### PROMPT
Return all the lines below in which the string "moderator" appears.

### AVAILABLE RECORDS
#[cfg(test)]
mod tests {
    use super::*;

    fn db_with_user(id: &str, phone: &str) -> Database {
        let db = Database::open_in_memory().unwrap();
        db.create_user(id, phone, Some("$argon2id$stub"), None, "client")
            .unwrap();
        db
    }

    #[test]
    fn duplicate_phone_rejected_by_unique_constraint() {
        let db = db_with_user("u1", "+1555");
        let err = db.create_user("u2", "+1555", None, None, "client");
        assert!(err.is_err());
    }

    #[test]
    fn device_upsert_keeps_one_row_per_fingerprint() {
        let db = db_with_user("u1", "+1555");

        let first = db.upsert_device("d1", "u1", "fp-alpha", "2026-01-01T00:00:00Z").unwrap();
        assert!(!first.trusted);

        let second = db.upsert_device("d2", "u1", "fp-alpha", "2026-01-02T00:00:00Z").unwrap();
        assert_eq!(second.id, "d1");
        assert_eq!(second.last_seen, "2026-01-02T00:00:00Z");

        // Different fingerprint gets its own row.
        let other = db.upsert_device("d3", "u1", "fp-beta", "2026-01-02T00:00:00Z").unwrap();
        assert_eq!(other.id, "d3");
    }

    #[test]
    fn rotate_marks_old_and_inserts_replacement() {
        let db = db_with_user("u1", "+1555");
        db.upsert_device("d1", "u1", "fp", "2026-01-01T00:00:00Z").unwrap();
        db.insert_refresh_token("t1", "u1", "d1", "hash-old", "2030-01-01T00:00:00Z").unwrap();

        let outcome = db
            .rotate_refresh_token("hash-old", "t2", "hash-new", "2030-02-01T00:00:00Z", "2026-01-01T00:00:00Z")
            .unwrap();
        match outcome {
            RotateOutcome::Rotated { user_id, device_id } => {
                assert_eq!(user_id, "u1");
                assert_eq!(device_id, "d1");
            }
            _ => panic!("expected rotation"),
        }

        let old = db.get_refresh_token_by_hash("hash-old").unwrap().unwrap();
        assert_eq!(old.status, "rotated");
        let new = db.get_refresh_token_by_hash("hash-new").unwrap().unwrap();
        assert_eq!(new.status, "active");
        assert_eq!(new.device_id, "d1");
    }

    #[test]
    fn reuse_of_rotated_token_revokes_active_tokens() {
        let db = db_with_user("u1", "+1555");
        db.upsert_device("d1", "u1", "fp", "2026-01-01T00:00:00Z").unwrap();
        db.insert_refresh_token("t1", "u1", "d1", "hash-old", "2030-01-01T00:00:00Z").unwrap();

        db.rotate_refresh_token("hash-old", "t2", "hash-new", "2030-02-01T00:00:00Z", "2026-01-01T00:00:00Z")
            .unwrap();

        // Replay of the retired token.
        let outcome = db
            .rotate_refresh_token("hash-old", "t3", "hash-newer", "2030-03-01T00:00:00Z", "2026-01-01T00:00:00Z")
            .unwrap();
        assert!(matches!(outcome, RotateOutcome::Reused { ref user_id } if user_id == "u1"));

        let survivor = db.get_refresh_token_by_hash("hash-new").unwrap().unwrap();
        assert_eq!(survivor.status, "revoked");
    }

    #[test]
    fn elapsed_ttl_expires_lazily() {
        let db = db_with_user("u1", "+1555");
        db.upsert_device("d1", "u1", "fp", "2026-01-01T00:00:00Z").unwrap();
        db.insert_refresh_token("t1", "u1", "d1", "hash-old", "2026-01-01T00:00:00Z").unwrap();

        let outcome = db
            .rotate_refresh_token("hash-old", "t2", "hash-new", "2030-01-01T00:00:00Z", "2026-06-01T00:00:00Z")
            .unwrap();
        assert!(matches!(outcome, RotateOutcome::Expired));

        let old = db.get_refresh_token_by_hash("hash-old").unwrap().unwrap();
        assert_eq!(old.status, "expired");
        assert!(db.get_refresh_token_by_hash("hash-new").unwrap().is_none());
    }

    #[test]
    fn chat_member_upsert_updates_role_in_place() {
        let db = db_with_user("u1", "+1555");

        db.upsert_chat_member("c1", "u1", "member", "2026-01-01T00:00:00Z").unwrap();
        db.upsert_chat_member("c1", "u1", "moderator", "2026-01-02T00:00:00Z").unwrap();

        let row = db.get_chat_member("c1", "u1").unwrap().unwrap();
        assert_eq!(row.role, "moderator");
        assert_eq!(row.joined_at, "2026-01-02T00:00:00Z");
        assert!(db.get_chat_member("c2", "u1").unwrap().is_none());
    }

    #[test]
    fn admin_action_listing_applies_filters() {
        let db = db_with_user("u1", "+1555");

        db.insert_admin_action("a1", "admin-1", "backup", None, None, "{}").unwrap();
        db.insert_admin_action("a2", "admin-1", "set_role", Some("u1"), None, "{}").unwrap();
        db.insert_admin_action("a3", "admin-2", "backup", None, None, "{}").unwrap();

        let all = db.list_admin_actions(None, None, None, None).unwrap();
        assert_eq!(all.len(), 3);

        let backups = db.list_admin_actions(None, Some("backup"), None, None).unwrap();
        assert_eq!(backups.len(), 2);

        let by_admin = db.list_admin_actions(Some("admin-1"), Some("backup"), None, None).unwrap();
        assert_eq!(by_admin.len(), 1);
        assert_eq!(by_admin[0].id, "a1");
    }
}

### OUTPUT
        db.upsert_chat_member("c1", "u1", "moderator", "2026-01-02T00:00:00Z").unwrap();
        assert_eq!(row.role, "moderator");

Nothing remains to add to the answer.